Publié le 13/07/2006 par Katia Bayer / Catégorie: Entrevue

IMDB ne dit pas tout au sujet de Gilles Colpart. Son histoire et son CV sont plus que teintés par le court métrage. Il est entre autres critique cinéma, collaborateur du magazine Bref depuis sa création en 1984, et membre du Conseil d’administration de l’Agence du court métrage française. Il a collaboré à la programmation de plusieurs festivals dont celui de Clermont-Ferrand, introduit le genre à la Semaine de la Critique et même fait du militantisme ! Membre du jury au dernier festival « Le court en dit long » qui se déroulait en juin, il a, quelques heures avant la proclamation du palmarès, relaté son lien au court et son appréciation de la production belge.

Gilles Colpart en dit long

C : J’aimerais que tu me parles de ta volonté de défendre le court métrage. À la base, tu es un critique de cinéma. Pourtant, il y a ce court que tu suis ou qui te suit depuis pas mal d’années : d’ailleurs, tu es encore là !
G.C. : Oui, je suis encore là et même d’une façon relativement intégriste ! Je veux dire par là que je ne supporte plus les longs métrages, ce qui est problématique pour un critique de cinéma ! Parce qu’on vit quand même de ça, pas seulement d’un point de vue matériel mais aussi du point de vue de sa raison d’être. Un critique qui n’aime plus voir les films, c’est un peu dramatique. Par contre, des courts métrages, je peux m’en taper des journées et des journées entières avec la lassitude physique qui va venir. (…) Alors qu’un long métrage dans lequel je ne rentre pas au bout d’un quart d’heure, je cherche la sortie de secours tout de suite ! (…) Comment c’est venu ? Dans les années 70, quand j’ai commencé à écrire, il y avait à Epinay, en banlieue parisienne, un festival de courts. Un collègue, qui écrivait dans la Revue Cinéma à l’époque, réalisait aussi des courts. Cette année-là, il avait un film en compétition. Ne pouvant pas être à la fois juge et partie, il m’a demandé d’y aller. À l’époque, les critiques, comme les autres, ne couraient pas derrière les courts. J’ai accepté : ça me faisait une pige de plus et puis, c’était une curiosité. J’étais déjà un peu sensible au court en prenant plaisir à les voir en première partie dans les salles mais pas au point d’en faire une spécialité ou un cheval en bataille. J’ai découvert cette sélection d’Epinay et ce fut la révélation. Après, j’en ai redemandé, j’ai commencé à suivre d’autres festivals. À Trouville, petite ville du Calvados, j’ai rencontré les camarades de Clermont-Ferrand : des jeunes étudiants qui souhaitaient faire une semaine de courts. Ils sentaient qu’il y avait un truc à faire; c’était une époque où tout le monde déclarait le court moribond.

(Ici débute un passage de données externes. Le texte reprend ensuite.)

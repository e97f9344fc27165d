/// A snapshot of a table's shape, for tuning load factors and hashers.
///
/// Returned by `ChainedTable::stats` and `OpenTable::stats` (and the map
/// wrappers). Compiled with the `stats` feature.
#[derive(Debug, Clone, PartialEq)]
pub struct TableStats {
    /// Number of values in the table
    pub len: usize,
    /// Number of buckets (chained) or slots (open addressing)
    pub table_size: usize,
    /// Number of values the table holds before it rehashes
    pub capacity: usize,
    /// Pool entries (chained) or occupied plus deleted slots (open addressing)
    pub occupation: usize,
    /// Load factor the table resizes at
    pub load_factor: f32,
    /// `len / table_size`
    pub fill_ratio: f64,
    /// Buckets with no chain (chained) or free slots (open addressing)
    pub empty_buckets: usize,
    /// Longest chain (chained) or longest run of non-free slots (open
    /// addressing)
    pub longest_run: usize,
    /// Heap bytes held by the table
    pub memory_bytes: usize,
}

impl TableStats {
    /// Pretty-print the statistics.
    #[cfg(feature = "std")]
    pub fn print(&self) {
        println!("=== Hash Table Statistics ===");
        println!(
            "Population: {}/{} ({:.2}% of capacity)",
            self.len,
            self.capacity,
            if self.capacity == 0 {
                0.0
            } else {
                self.len as f64 / self.capacity as f64 * 100.0
            }
        );
        println!(
            "Table: {} slots, {} empty, {:.2}% filled (load factor {:.2})",
            self.table_size,
            self.empty_buckets,
            self.fill_ratio * 100.0,
            self.load_factor
        );
        println!("Occupation: {}", self.occupation);
        println!("Longest run: {}", self.longest_run);
        println!("Total Allocated: {} bytes", self.memory_bytes);
    }
}

/// Prints `hist` as a horizontal bar chart, one row per bin.
#[cfg(feature = "std")]
pub(crate) fn print_histogram(title: &str, population: usize, hist: &[usize]) {
    let max = hist.iter().copied().max().unwrap_or(0);
    if max == 0 {
        println!("{title}: empty");
        return;
    }

    let max_bar = 60usize;
    let total_units = max_bar * 8;
    println!("{title} ({population} entries):");

    let make_bar = |count: usize| -> alloc::string::String {
        if count == 0 {
            return alloc::string::String::new();
        }
        let units = ((count as u128 * total_units as u128).div_ceil(max as u128)) as usize;
        let full = units / 8;
        let rem = units % 8;
        let mut bar = "█".repeat(full);
        if rem > 0 {
            let ch = match rem {
                1 => '▏',
                2 => '▎',
                3 => '▍',
                4 => '▌',
                5 => '▋',
                6 => '▊',
                7 => '▉',
                _ => unreachable!(),
            };
            bar.push(ch);
        }
        bar
    };

    for (i, &count) in hist.iter().enumerate() {
        println!("{i:>3} | {} ({count})", make_bar(count));
    }
}
impl<T> OpenTable<T> {
    /// Creates a table with 8 slots and the default load factor.
    pub fn new() -> Self {
        Self::with_size(DEFAULT_TABLE_SIZE, DEFAULT_LOAD_FACTOR)
    }

    /// Creates a table with at least `size_hint` slots, rounded up to a power
    /// of two no smaller than 4.
    ///
    /// A load factor outside `(0, 1]` is replaced by
    /// [`DEFAULT_LOAD_FACTOR`](crate::DEFAULT_LOAD_FACTOR); one below
    /// [`MIN_LOAD_FACTOR`](crate::MIN_LOAD_FACTOR) is raised to it.
    ///
    /// ```rust
    /// # use arena_hash::open_table::OpenTable;
    /// #
    /// let table: OpenTable<u64> = OpenTable::with_size(100, 2.0);
    /// assert_eq!(table.table_size(), 128);
    /// assert_eq!(table.load_factor(), 0.75);
    /// ```
    pub fn with_size(size_hint: usize, load_factor: f32) -> Self {
        let load_factor = sanitize_load_factor(load_factor);
        let size = table_size_for(size_hint);

        let mut slots = ArenaArray::with_capacity(size);
        slots.resize_with(size, || Slot::Free);

        Self {
            slots,
            count: 0,
            occupation: 0,
            threshold: threshold(size, load_factor),
            load_factor,
        }
    }

    /// Creates a table that holds at least `capacity` values before it needs
    /// to grow.
    ///
    /// ```rust
    /// # use arena_hash::open_table::OpenTable;
    /// #
    /// let table: OpenTable<u64> = OpenTable::with_capacity(1000);
    /// assert!(table.capacity() >= 1000);
    /// ```
    pub fn with_capacity(capacity: usize) -> Self {
        Self::with_size(
            table_size_for_threshold(capacity.saturating_add(1), DEFAULT_LOAD_FACTOR),
            DEFAULT_LOAD_FACTOR,
        )
    }

    /// Returns the number of values in the table.
    pub fn len(&self) -> usize {
        self.count
    }

    /// Returns `true` if the table holds no values.
    pub fn is_empty(&self) -> bool {
        self.count == 0
    }

    /// Returns the number of occupied and deleted slots.
    ///
    /// Tombstones count toward the rehash threshold until the next rehash
    /// clears them.
    pub fn occupation(&self) -> usize {
        self.occupation
    }

    /// Returns the number of slots.
    pub fn table_size(&self) -> usize {
        self.slots.len()
    }

    /// Returns the number of values a freshly rehashed table holds before it
    /// grows again.
    pub fn capacity(&self) -> usize {
        self.threshold.saturating_sub(1)
    }

    /// Returns the load factor the table resizes at.
    pub fn load_factor(&self) -> f32 {
        self.load_factor
    }

    /// Returns the number of heap bytes held by the slot array.
    pub fn memory_occupation(&self) -> usize {
        self.slots.memory_occupation()
    }

    #[inline]
    fn mask(&self) -> usize {
        self.slots.len() - 1
    }

    /// Walks the probe sequence of `hash` until a match or a free slot.
    ///
    /// A vacant result points at the first tombstone seen, or at the free
    /// slot when there was none.
    fn probe(&self, hash: u64, eq: impl Fn(&T) -> bool) -> Probe {
        let mask = self.mask();
        let start = hash as usize & mask;
        let mut index = start;
        let mut tombstone = None;

        loop {
            match &self.slots[index] {
                Slot::Free => return Probe::Vacant(tombstone.unwrap_or(index)),
                Slot::Deleted => {
                    if tombstone.is_none() {
                        tombstone = Some(index);
                    }
                }
                Slot::Occupied { hash: stored, value } => {
                    if *stored == hash && eq(value) {
                        return Probe::Found(index);
                    }
                }
            }

            index = (index + 1) & mask;
            if index == start {
                unreachable!("probe wrapped around a table with no free slot");
            }
        }
    }

    /// First free slot on the probe sequence of `hash`. Only valid on a table
    /// without tombstones.
    fn free_slot(&self, hash: u64) -> usize {
        let mask = self.mask();
        let mut index = hash as usize & mask;
        while !matches!(self.slots[index], Slot::Free) {
            debug_assert!(matches!(self.slots[index], Slot::Occupied { .. }));
            index = (index + 1) & mask;
        }
        index
    }

    fn occupied(&self, index: usize) -> &T {
        match &self.slots[index] {
            Slot::Occupied { value, .. } => value,
            _ => unreachable!("slot {index} is not occupied"),
        }
    }

    fn occupied_mut(&mut self, index: usize) -> &mut T {
        match &mut self.slots[index] {
            Slot::Occupied { value, .. } => value,
            _ => unreachable!("slot {index} is not occupied"),
        }
    }

    /// Returns a reference to the value matching `eq`, if any.
    pub fn find(&self, hash: u64, eq: impl Fn(&T) -> bool) -> Option<&T> {
        match self.probe(hash, eq) {
            Probe::Found(index) => Some(self.occupied(index)),
            Probe::Vacant(_) => None,
        }
    }

    /// Returns a mutable reference to the value matching `eq`, if any.
    pub fn find_mut(&mut self, hash: u64, eq: impl Fn(&T) -> bool) -> Option<&mut T> {
        match self.probe(hash, eq) {
            Probe::Found(index) => Some(self.occupied_mut(index)),
            Probe::Vacant(_) => None,
        }
    }

    /// Returns a cursor positioned on the value matching `eq`, if any.
    pub fn find_cursor_mut(
        &mut self,
        hash: u64,
        eq: impl Fn(&T) -> bool,
    ) -> Option<CursorMut<'_, T>> {
        match self.probe(hash, eq) {
            Probe::Found(index) => Some(CursorMut { table: self, index }),
            Probe::Vacant(_) => None,
        }
    }

    /// Gets the entry for `hash` and `eq` for in-place manipulation.
    ///
    /// A vacant entry remembers the slot the value would be written to; the
    /// table only grows when that value is actually inserted.
    ///
    /// # Examples
    ///
    /// ```rust
    /// # use arena_hash::open_table::Entry;
    /// # use arena_hash::open_table::OpenTable;
    /// #
    /// let mut table: OpenTable<(u64, u32)> = OpenTable::new();
    ///
    /// match table.entry(17, |&(k, _)| k == 17) {
    ///     Entry::Vacant(entry) => {
    ///         entry.insert((17, 1));
    ///     }
    ///     Entry::Occupied(_) => unreachable!(),
    /// }
    ///
    /// if let Entry::Occupied(mut entry) = table.entry(17, |&(k, _)| k == 17) {
    ///     entry.get_mut().1 += 1;
    /// }
    /// assert_eq!(table.find(17, |&(k, _)| k == 17), Some(&(17, 2)));
    /// ```
    pub fn entry(&mut self, hash: u64, eq: impl Fn(&T) -> bool) -> Entry<'_, T> {
        match self.probe(hash, eq) {
            Probe::Found(index) => Entry::Occupied(OccupiedEntry { table: self, index }),
            Probe::Vacant(index) => Entry::Vacant(VacantEntry {
                table: self,
                hash,
                index,
            }),
        }
    }

    /// Removes the value matching `eq` and returns it, leaving a tombstone.
    pub fn remove(&mut self, hash: u64, eq: impl Fn(&T) -> bool) -> Option<T> {
        match self.probe(hash, eq) {
            Probe::Found(index) => Some(self.take(index)),
            Probe::Vacant(_) => None,
        }
    }

    fn take(&mut self, index: usize) -> T {
        match core::mem::replace(&mut self.slots[index], Slot::Deleted) {
            Slot::Occupied { value, .. } => {
                self.count -= 1;
                value
            }
            _ => unreachable!("slot {index} is not occupied"),
        }
    }

    /// Writes `value` into the vacant slot `index` found by `probe`, first
    /// rehashing when filling a free slot would reach the threshold.
    ///
    /// When live values fill less than half the threshold the rehash keeps
    /// the size and only drops tombstones; otherwise the table doubles.
    fn insert_vacant(&mut self, hash: u64, mut index: usize, value: T) -> usize {
        if matches!(self.slots[index], Slot::Free) {
            if self.occupation + 1 >= self.threshold {
                if self.count + 1 < self.threshold / 2 {
                    self.rehash(self.slots.len());
                }
                while self.occupation + 1 >= self.threshold {
                    let size = self
                        .slots
                        .len()
                        .checked_mul(2)
                        .expect("allocation size overflow");
                    self.rehash(size);
                }
                index = self.free_slot(hash);
            }
            self.occupation += 1;
        }

        self.slots[index] = Slot::Occupied { hash, value };
        self.count += 1;
        index
    }

    /// Moves every value into a fresh array of `size` free slots, dropping
    /// all tombstones.
    #[cold]
    fn rehash(&mut self, size: usize) {
        debug_assert!(size.is_power_of_two());
        let mut slots = ArenaArray::with_capacity(size);
        slots.resize_with(size, || Slot::Free);
        self.slots.swap_with(&mut slots);
        self.threshold = threshold(size, self.load_factor);
        self.occupation = self.count;

        for slot in slots {
            if let Slot::Occupied { hash, value } = slot {
                let index = self.free_slot(hash);
                self.slots[index] = Slot::Occupied { hash, value };
            }
        }
    }

    /// Removes every value and tombstone, keeping the slot count.
    pub fn clear(&mut self) {
        for slot in self.slots.iter_mut() {
            *slot = Slot::Free;
        }
        self.count = 0;
        self.occupation = 0;
    }

    /// Makes room for at least `additional` more values without rehashing.
    ///
    /// Never shrinks the table. Rehashes (dropping tombstones) when the
    /// current occupation leaves too little room.
    pub fn reserve(&mut self, additional: usize) {
        let required = self
            .occupation
            .checked_add(additional)
            .expect("allocation size overflow");
        if required < self.threshold {
            return;
        }

        let wanted = self
            .count
            .checked_add(additional)
            .and_then(|n| n.checked_add(1))
            .expect("allocation size overflow");
        let size = table_size_for_threshold(wanted, self.load_factor).max(self.slots.len());
        self.rehash(size);
    }

    /// Returns an iterator over the values, in slot order.
    pub fn iter(&self) -> Iter<'_, T> {
        Iter {
            inner: self.slots.iter(),
            remaining: self.count,
        }
    }

    /// Returns an iterator over mutable references to the values, in slot
    /// order.
    pub fn iter_mut(&mut self) -> IterMut<'_, T> {
        IterMut {
            inner: self.slots.iter_mut(),
            remaining: self.count,
        }
    }

    /// Removes and yields every value. The slot count is kept.
    ///
    /// Values not yet yielded when the iterator is dropped are dropped with
    /// it, and every slot is free again afterwards.
    pub fn drain(&mut self) -> Drain<'_, T> {
        Drain {
            table: self,
            index: 0,
        }
    }

    /// Returns a cursor on the first value in slot order.
    pub fn cursor_front_mut(&mut self) -> CursorMut<'_, T> {
        let mut cursor = CursorMut {
            table: self,
            index: 0,
        };
        cursor.seek(0);
        cursor
    }

    /// Checks counters, sizing and probe reachability.
    #[cfg(test)]
    pub(crate) fn assert_consistent(&self) {
        assert!(self.slots.len().is_power_of_two());
        assert!(self.slots.len() >= crate::MIN_TABLE_SIZE);

        let occupied = self
            .slots
            .iter()
            .filter(|s| matches!(s, Slot::Occupied { .. }))
            .count();
        let deleted = self
            .slots
            .iter()
            .filter(|s| matches!(s, Slot::Deleted))
            .count();
        assert_eq!(occupied, self.count);
        assert_eq!(occupied + deleted, self.occupation);
        assert!(
            self.occupation == 0 || self.occupation < self.threshold,
            "occupation {} reached threshold {}",
            self.occupation,
            self.threshold
        );

        let mask = self.mask();
        for (index, slot) in self.slots.iter().enumerate() {
            if let Slot::Occupied { hash, .. } = slot {
                let mut probe = *hash as usize & mask;
                while probe != index {
                    assert!(
                        !matches!(self.slots[probe], Slot::Free),
                        "slot {index} unreachable: free slot {probe} on its probe path"
                    );
                    probe = (probe + 1) & mask;
                }
            }
        }
    }
}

C : Justement, pourquoi accolait-on un tel adjectif au court ? Le genre avait pourtant droit de cité dans les salles en prélude des longs.
G.C. : Jusqu’aux années 70, le court était admis : sa diffusion était spécifique dans la mesure où il était en première partie. A cette époque, les salles n’avaient pas la pression de faire cinq séances par jour et une séance pouvait durer 3h avec deux courts métrages. Pourtant, depuis quelques années, le cinéma perd du public à cause de la télévision. (…) Les exploitants et les distributeurs, voyant que les chiffres chutent d’une année à l’autre, se donnent des réponses en leur faveur : le multiécran, les complexes. Petit à petit, le court a disparu des salles pour entrer dans des cases de 2h maximum.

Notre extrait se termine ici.